From this anxiety of imitation, it is a short step to seeking authenticity in texts from the past, even if one of those texts is itself a modern imitation. The effect is further magnified by a narrowly instrumental education, the shrinking of public debate, the subservience of media to business interests, the proliferation of social media, and an influential but alienated diaspora, especially in the United States, that seeks to find a glorious Hindu past that can be seen to have exceeded the very West upon which India’s recent success depends so heavily. When this past does not exist, it has to be created, often in less imaginative ways than the manner in which Sastry fashioned the V.S.

It has meant, for instance, the destruction of books with perspectives on ancient India that the Hindu right finds unpalatable.

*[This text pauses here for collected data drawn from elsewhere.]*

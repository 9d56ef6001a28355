//! Constant-step movement with provisional translation and rollback.

use glam::IVec2;
use tracing::trace;

use crate::entity::Reactions;
use crate::map::{Tile, TileMap};

use super::{Role, Sprite};

/// Invoked once per blocked move with the party that stopped the sprite.
///
/// Callbacks never touch the world directly; they queue [`crate::entity::Reaction`]s
/// which the world applies after every sprite has moved.
pub type CollisionCallback = fn(&Contact, &mut Reactions);

/// The other side of a collision.
#[derive(Debug, Clone, Copy, PartialEq)]
pub enum Party {
    Tile { index: usize, tile: Tile },
    Sprite(Role),
}

/// Everything a collision callback learns about a blocked move.
#[derive(Debug, Clone, Copy, PartialEq)]
pub struct Contact {
    /// Role of the sprite that was moving.
    pub role: Role,
    /// Animation frame of the moving sprite at the time of the hit.
    pub frame: u32,
    pub other: Party,
}

/// What stopped a move.
#[derive(Debug, Clone, Copy, PartialEq, Eq)]
pub enum Obstacle {
    LevelBounds,
    Tile(usize),
    Sprite(Role),
}

#[derive(Debug, Clone, Copy, PartialEq, Eq)]
pub enum Step {
    Moved,
    Blocked(Obstacle),
}

impl Step {
    pub fn is_blocked(&self) -> bool {
        matches!(self, Step::Blocked(_))
    }
}

impl Sprite {
    /// Attempts to advance the sprite by its velocity.
    ///
    /// Collider-less sprites always move. Otherwise the colliders are moved
    /// first and tested against the level bounds, then the first solid tile
    /// under the outer box, then each candidate in order. `None` entries and
    /// the sprite itself are skipped. On the first hit the
    /// colliders are moved back, the position is left alone and the callback
    /// (if any) runs once with the obstacle. Leaving the level never runs it.
    pub fn step(&mut self, map: &TileMap, others: &[Option<&Sprite>], reactions: &mut Reactions) -> Step {
        if !self.has_colliders() {
            self.pos += self.vel;
            return Step::Moved;
        }

        let vel = self.vel;
        self.colliders_mut().translate(vel);

        let Some(obstacle) = self.find_obstacle(map, others) else {
            self.pos += vel;
            return Step::Moved;
        };

        self.colliders_mut().translate(-vel);
        trace!(role = ?self.role, ?obstacle, pos = ?self.pos, "Move blocked");

        let party = match obstacle {
            Obstacle::LevelBounds => None,
            Obstacle::Tile(index) => map.tile(index).map(|&tile| Party::Tile { index, tile }),
            Obstacle::Sprite(role) => Some(Party::Sprite(role)),
        };
        if let (Some(callback), Some(other)) = (self.on_collision, party) {
            let contact = Contact {
                role: self.role,
                frame: self.frame,
                other,
            };
            callback(&contact, reactions);
        }

        Step::Blocked(obstacle)
    }

    fn find_obstacle(&self, map: &TileMap, others: &[Option<&Sprite>]) -> Option<Obstacle> {
        let colliders = self.colliders();

        if !colliders.within(map.level_size()) {
            return Some(Obstacle::LevelBounds);
        }

        if let Some(index) = colliders.bounds().and_then(|bounds| map.first_solid_hit(bounds)) {
            return Some(Obstacle::Tile(index));
        }

        others
            .iter()
            .flatten()
            .filter(|&&other| !std::ptr::eq(other, self))
            .find(|other| colliders.overlaps(other.colliders()))
            .map(|other| Obstacle::Sprite(other.role))
    }

    /// Moves the sprite and every collider to `pos` without any collision test.
    pub fn move_to(&mut self, pos: IVec2) {
        let delta = pos - self.pos;
        self.colliders_mut().translate(delta);
        self.pos = pos;
    }
}
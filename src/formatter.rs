//! Log line format carrying the frame number.
//!
//! Lines look like `12:04:33.01234 0x01F3  INFO span{field}: target: message`,
//! where the hexadecimal number is the frame the event happened on.

use std::fmt;
use std::sync::atomic::{AtomicU64, Ordering};

use time::format_description::FormatItem;
use time::macros::format_description;
use time::OffsetDateTime;
use tracing::{Event, Level, Subscriber};
use tracing_subscriber::fmt::format::Writer;
use tracing_subscriber::fmt::{FmtContext, FormatEvent, FormatFields, FormattedFields};
use tracing_subscriber::registry::LookupSpan;

static FRAME_COUNTER: AtomicU64 = AtomicU64::new(0);

/// Only the low 16 bits of the frame number are printed.
const FRAME_DISPLAY_MASK: u64 = 0xFFFF;

const TIMESTAMP_FORMAT: &[FormatItem<'static>] = format_description!("[hour]:[minute]:[second].[subsecond digits:5]");

const DIM: &str = "\x1b[2m";
const BOLD: &str = "\x1b[1m";
const RESET: &str = "\x1b[0m";

pub struct FrameFormatter;

impl<S, N> FormatEvent<S, N> for FrameFormatter
where
    S: Subscriber + for<'a> LookupSpan<'a>,
    N: for<'a> FormatFields<'a> + 'static,
{
    fn format_event(&self, ctx: &FmtContext<'_, S, N>, mut writer: Writer<'_>, event: &Event<'_>) -> fmt::Result {
        let ansi = writer.has_ansi_escapes();
        let meta = event.metadata();

        let timestamp = OffsetDateTime::now_utc()
            .format(&TIMESTAMP_FORMAT)
            .map_err(|_| fmt::Error)?;
        styled(&mut writer, ansi, DIM, format_args!("{timestamp} 0x{:04X}", frame() & FRAME_DISPLAY_MASK))?;
        writer.write_char(' ')?;
        write_level(&mut writer, ansi, meta.level())?;
        writer.write_char(' ')?;

        if let Some(scope) = ctx.event_scope() {
            for span in scope.from_root() {
                styled(&mut writer, ansi, BOLD, span.metadata().name())?;
                if let Some(fields) = span.extensions().get::<FormattedFields<N>>() {
                    if !fields.is_empty() {
                        styled(&mut writer, ansi, BOLD, format_args!("{{{fields}}}"))?;
                    }
                }
                writer.write_str(": ")?;
            }
        }

        styled(&mut writer, ansi, DIM, format_args!("{}:", meta.target()))?;
        writer.write_char(' ')?;
        ctx.format_fields(writer.by_ref(), event)?;
        writeln!(writer)
    }
}

fn styled(writer: &mut Writer<'_>, ansi: bool, style: &str, value: impl fmt::Display) -> fmt::Result {
    if ansi {
        write!(writer, "{style}{value}{RESET}")
    } else {
        write!(writer, "{value}")
    }
}

fn write_level(writer: &mut Writer<'_>, ansi: bool, level: &Level) -> fmt::Result {
    let color = match *level {
        Level::TRACE => "\x1b[35m",
        Level::DEBUG => "\x1b[34m",
        Level::INFO => "\x1b[32m",
        Level::WARN => "\x1b[33m",
        Level::ERROR => "\x1b[31m",
    };
    styled(writer, ansi, color, format_args!("{:>5}", level.as_str()))
}

/// Advances the frame number. Called once per frame by the game loop.
pub fn increment_frame() {
    FRAME_COUNTER.fetch_add(1, Ordering::Relaxed);
}

pub fn frame() -> u64 {
    FRAME_COUNTER.load(Ordering::Relaxed)
}
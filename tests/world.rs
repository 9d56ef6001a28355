use std::time::Instant;

use glam::IVec2;
use pac_dialog::constants::prompts::{BLINKY_DEFAULT, INKY_DEFAULT, NO_RECORDING_DEVICE, PAC_DEFAULT};
use pac_dialog::constants::{colors, PAC_SPEED};
use pac_dialog::direction::Direction;
use pac_dialog::entity::Speaker;
use pac_dialog::recorder::{RecorderState, Toggle};
use pac_dialog::sprite::Step;
use pac_dialog::textbox::Edit;
use pac_dialog::world::{FrameInput, RecorderSlot};
use pretty_assertions::assert_eq;
use speculoos::prelude::*;

mod common;

use common::{fake_recorder, test_world, FixedMetrics};

fn held(direction: Direction) -> FrameInput {
    FrameInput { held: Some(direction) }
}

#[test]
fn test_prompts_start_with_defaults() {
    let mut world = test_world(RecorderSlot::Unavailable(NO_RECORDING_DEVICE));
    assert_eq!(world.text_box(Speaker::Pac).text(), PAC_DEFAULT);
    assert_eq!(world.text_box(Speaker::Blinky).text(), BLINKY_DEFAULT);
    assert_eq!(world.text_box(Speaker::Inky).text(), INKY_DEFAULT);
}

#[test]
fn test_saved_prompts_replace_defaults_per_slot() {
    let mut world = test_world(RecorderSlot::Unavailable(NO_RECORDING_DEVICE));
    world.apply_prompts([Some("first".to_string()), Some("second".to_string()), None]);

    assert_eq!(world.pac_box.text(), "first");
    assert_eq!(world.blinky_box.text(), "second");
    assert_eq!(world.inky_box.text(), INKY_DEFAULT);
}

#[test]
fn test_missing_recorder_replaces_pac_prompt() {
    let mut world = test_world(RecorderSlot::Unavailable(NO_RECORDING_DEVICE));
    let report = world.tick(FrameInput::default(), Instant::now());

    assert_that(&report.recorder).is_none();
    assert_eq!(world.pac_box.text(), NO_RECORDING_DEVICE);
}

#[test]
fn test_held_arrow_moves_pac() {
    let (recorder, ..) = fake_recorder(8, 4);
    let mut world = test_world(RecorderSlot::Ready(recorder));
    let start = world.pac.pos;

    let report = world.tick(held(Direction::Right), Instant::now());

    assert_eq!(report.pac, Step::Moved);
    assert_eq!(world.pac.pos, start + IVec2::new(PAC_SPEED, 0));

    let report = world.tick(FrameInput::default(), Instant::now());
    assert_eq!(report.pac, Step::Moved);
    assert_eq!(world.pac.vel, IVec2::ZERO);
    assert_eq!(world.pac.pos, start + IVec2::new(PAC_SPEED, 0));
}

#[test]
fn test_camera_follows_pac() {
    let (recorder, ..) = fake_recorder(8, 4);
    let mut world = test_world(RecorderSlot::Ready(recorder));

    world.tick(held(Direction::Down), Instant::now());

    let view = world.camera.view;
    assert!(view.x > 0 && view.y > 0);
    assert_eq!(view.size(), IVec2::new(600, 600));
}

#[test]
fn test_pac_stops_at_the_level_edge() {
    let (recorder, ..) = fake_recorder(8, 4);
    let mut world = test_world(RecorderSlot::Ready(recorder));
    world.pac.move_to(IVec2::new(1980 - 194, 0));
    world.pac.angle = 0.0;

    let report = world.tick(held(Direction::Right), Instant::now());

    assert!(report.pac.is_blocked());
    assert_eq!(world.pac.pos, IVec2::new(1980 - 194, 0));
}

#[test]
fn test_ghost_collision_changes_both_prompts() {
    let (recorder, ..) = fake_recorder(8, 4);
    let mut world = test_world(RecorderSlot::Ready(recorder));
    let inky = world.inky.pos;
    world.inky.vel = IVec2::ZERO;
    // Right below Inky, overlapping once moved up
    world.pac.move_to(inky + IVec2::new(0, 212));

    let report = world.tick(held(Direction::Up), Instant::now());

    assert!(report.pac.is_blocked());
    assert_eq!(world.pac_box.text(), pac_dialog::constants::prompts::PAC_HIT);
    assert_eq!(world.inky_box.text(), pac_dialog::constants::prompts::INKY_HIT);
}

#[test]
fn test_typing_submitting_and_saved_color() {
    let (recorder, ..) = fake_recorder(8, 4);
    let mut world = test_world(RecorderSlot::Ready(recorder));
    let metrics = FixedMetrics::default();

    world.backspace();
    world.backspace();
    world.backspace();
    assert_eq!(world.text_input("yo"), Edit::Changed);
    world.layout(&metrics);
    assert_eq!(world.pac_box.color, colors::LIGHT_BLACK);

    assert_eq!(world.submit(), Edit::Submitted("yo".to_string()));
    world.layout(&metrics);
    assert_eq!(world.pac_box.color, colors::BLACK);
    assert!(world.pac_box.saved);
}

#[test]
fn test_layout_places_cursor_after_the_last_line() {
    let (recorder, ..) = fake_recorder(8, 4);
    let mut world = test_world(RecorderSlot::Ready(recorder));
    let metrics = FixedMetrics::default();
    world.pac_box.set_text("abcdefghijkl");

    world.layout(&metrics);

    let box_x = world.pac.pos.x + 97;
    // Two bytes on the last line, ten pixels each
    assert_eq!(world.cursor.sprite.pos.x, box_x + 10 + 20);
    assert_eq!(world.pac_box.rect().h, 97 + metrics.line_height);
}

#[test]
fn test_layout_measures_a_last_line_after_a_multibyte_character() {
    let (recorder, ..) = fake_recorder(8, 4);
    let mut world = test_world(RecorderSlot::Ready(recorder));
    let metrics = FixedMetrics::default();
    world.pac_box.set_text("");
    assert_eq!(world.text_input("aaaaaaaaaé"), Edit::Changed);

    world.tick(FrameInput::default(), Instant::now());
    world.layout(&metrics);

    // "é" is alone on the second line, two bytes at ten pixels each
    let box_x = world.pac.pos.x + 97;
    assert_eq!(world.cursor.sprite.pos.x, box_x + 10 + 20);
    assert_eq!(world.pac_box.rect().h, 97 + metrics.line_height);
}

#[test]
fn test_click_on_the_button_starts_recording() {
    let (recorder, _, capture, _) = fake_recorder(8, 4);
    let mut world = test_world(RecorderSlot::Ready(recorder));
    world.tick(FrameInput::default(), Instant::now());

    let rect = world.button.sprite.render_rect();
    let screen = world.camera.to_screen(rect.pos() + rect.size() / 2);
    assert!(!world.click(IVec2::new(-5, -5)));
    assert!(world.click(screen));
    assert_eq!(world.button.toggle(), Toggle::On);

    let report = world.tick(FrameInput::default(), Instant::now());
    assert_eq!(report.recorder, Some(RecorderState::Recording));
    assert_eq!(capture.calls().len(), 1);
}

#[test]
fn test_saved_prompt_plays_the_recording() {
    let (recorder, tape, _, playback) = fake_recorder(8, 4);
    let mut world = test_world(RecorderSlot::Ready(recorder));

    world.button.set_toggle(Toggle::On);
    world.tick(FrameInput::default(), Instant::now());
    tape.lock().record(&[0.25; 5]);
    let report = world.tick(FrameInput::default(), Instant::now());
    assert_eq!(report.recorder, Some(RecorderState::Recorded));
    assert_eq!(world.button.toggle(), Toggle::Off);

    world.submit();
    let report = world.tick(FrameInput::default(), Instant::now());
    assert_eq!(report.recorder, Some(RecorderState::Playback));
    assert_eq!(playback.calls().len(), 1);

    // Clicks are ignored during playback
    let rect = world.button.sprite.render_rect();
    assert!(!world.click(world.camera.to_screen(rect.pos() + rect.size() / 2)));

    let mut out = [0.0; 5];
    tape.lock().play(&mut out);
    world.tick(FrameInput::default(), Instant::now());
    assert!(!world.pac_box.saved);
}

#[test]
fn test_ripple_marks_tiles_dirty() {
    let (recorder, ..) = fake_recorder(8, 4);
    let mut world = test_world(RecorderSlot::Ready(recorder));

    // Construction paints the initial wave
    let region = world.take_dirty_tiles();
    assert_that(&region).is_some();
    assert_that(&world.take_dirty_tiles()).is_none();
}

#[test]
fn test_resize_is_limited_to_the_level() {
    let (recorder, ..) = fake_recorder(8, 4);
    let mut world = test_world(RecorderSlot::Ready(recorder));
    world.resize(IVec2::new(4000, 300));
    assert_eq!(world.camera.view.size(), IVec2::new(1980, 300));
}
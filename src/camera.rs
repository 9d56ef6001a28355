//! The viewport following Pac-Man through the level.

use glam::IVec2;

use crate::constants::STANDARD_SPRITE_SIZE;
use crate::geometry::Rect;

/// Centers a viewport of `size` on the sprite at `target`, then clamps it
/// inside `[0, level.x] x [0, level.y]` one axis at a time.
///
/// A viewport larger than the level sticks to the origin.
pub fn follow(target: IVec2, size: IVec2, level: IVec2) -> Rect {
    let center = target + IVec2::splat(STANDARD_SPRITE_SIZE / 2);
    let naive = center - size / 2;
    let pos = IVec2::new(clamp_axis(naive.x, size.x, level.x), clamp_axis(naive.y, size.y, level.y));
    Rect::from_pos_size(pos, size)
}

fn clamp_axis(pos: i32, extent: i32, level: i32) -> i32 {
    pos.min(level - extent).max(0)
}

/// Limits a requested viewport size to the level.
pub fn fit_viewport(requested: IVec2, level: IVec2) -> IVec2 {
    requested.clamp(IVec2::ZERO, level)
}

#[derive(Debug, Clone, Copy, PartialEq, Eq)]
pub struct Camera {
    pub view: Rect,
    level: IVec2,
}

impl Camera {
    pub fn new(size: IVec2, level: IVec2) -> Self {
        Self {
            view: Rect::from_pos_size(IVec2::ZERO, fit_viewport(size, level)),
            level,
        }
    }

    /// Applies a window size change.
    pub fn resize(&mut self, size: IVec2) {
        let size = fit_viewport(size, self.level);
        self.view.w = size.x;
        self.view.h = size.y;
    }

    pub fn follow(&mut self, target: IVec2) {
        self.view = follow(target, self.view.size(), self.level);
    }

    /// Converts a level position to a screen position.
    pub fn to_screen(&self, pos: IVec2) -> IVec2 {
        pos - self.view.pos()
    }

    /// Converts a screen position (e.g. the mouse) to a level position.
    pub fn to_level(&self, pos: IVec2) -> IVec2 {
        pos + self.view.pos()
    }
}
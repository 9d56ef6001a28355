use glam::IVec2;
use strum_macros::AsRefStr;

use crate::sprite::Flip;

/// The four cardinal directions.
#[derive(Debug, Clone, Copy, PartialEq, Eq, Hash, Default, AsRefStr)]
#[strum(serialize_all = "lowercase")]
pub enum Direction {
    Up,
    Down,
    Left,
    #[default]
    Right,
}

impl Direction {
    /// All directions, in the order held arrow keys take precedence.
    pub const DIRECTIONS: [Direction; 4] = [Direction::Up, Direction::Down, Direction::Left, Direction::Right];

    /// Returns the unit vector for this direction. Y grows downwards.
    pub const fn as_ivec2(self) -> IVec2 {
        match self {
            Direction::Up => IVec2::NEG_Y,
            Direction::Down => IVec2::Y,
            Direction::Left => IVec2::NEG_X,
            Direction::Right => IVec2::X,
        }
    }

    /// Display rotation and mirroring of a sprite facing this way.
    ///
    /// Sprites are drawn facing right; left is a mirror rather than a half turn
    /// so they stay upright.
    pub const fn facing(self) -> (f64, Flip) {
        match self {
            Direction::Up => (-90.0, Flip::empty()),
            Direction::Down => (90.0, Flip::empty()),
            Direction::Left => (0.0, Flip::HORIZONTAL),
            Direction::Right => (0.0, Flip::empty()),
        }
    }

    /// Picks the highest-precedence held direction.
    pub fn from_held(mut held: impl FnMut(Direction) -> bool) -> Option<Direction> {
        Self::DIRECTIONS.into_iter().find(|&direction| held(direction))
    }
}

impl From<Direction> for IVec2 {
    fn from(dir: Direction) -> Self {
        dir.as_ivec2()
    }
}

In 2001, when the Delhi University historian D.N. Jha wrote, in The Myth of the Holy Cow, that the ancient Vedic people were eaters of beef, he and his publisher were threatened, subjected to demonstrations, ritual book burnings, calls for the book to be banned, and a court order preventing its distribution. Jha’s work was based on extensive archaeological and textual evidence, and his argument itself is widely accepted by professional historians in India and abroad, but it went against the Hindu right’s insistence that beef-eating was an evil brought into the subcontinent by Muslims (a process it is determined to reverse by force, as in a recent ban in the state of Maharashtra that makes possession of beef punishable by a five-year jail term). Similarly, when University of Chicago scholar Wendy Doniger published The Hindus: An Alternative History in 2009, the campaign against it ran all the way from the United States to India, where the book’s publishers, Penguin India, after a four-year legal battle, agreed to an out-of-court settlement that involved withdrawing all copies of the book and pulping them. Among the arguments against the book in the lawsuit initiated by Dina Nath Batra, founder of a Hindu right-wing educational organization and author of textbooks depicting ancient glories, like television and cars, was that “your approach is that of a woman hungry of sex.”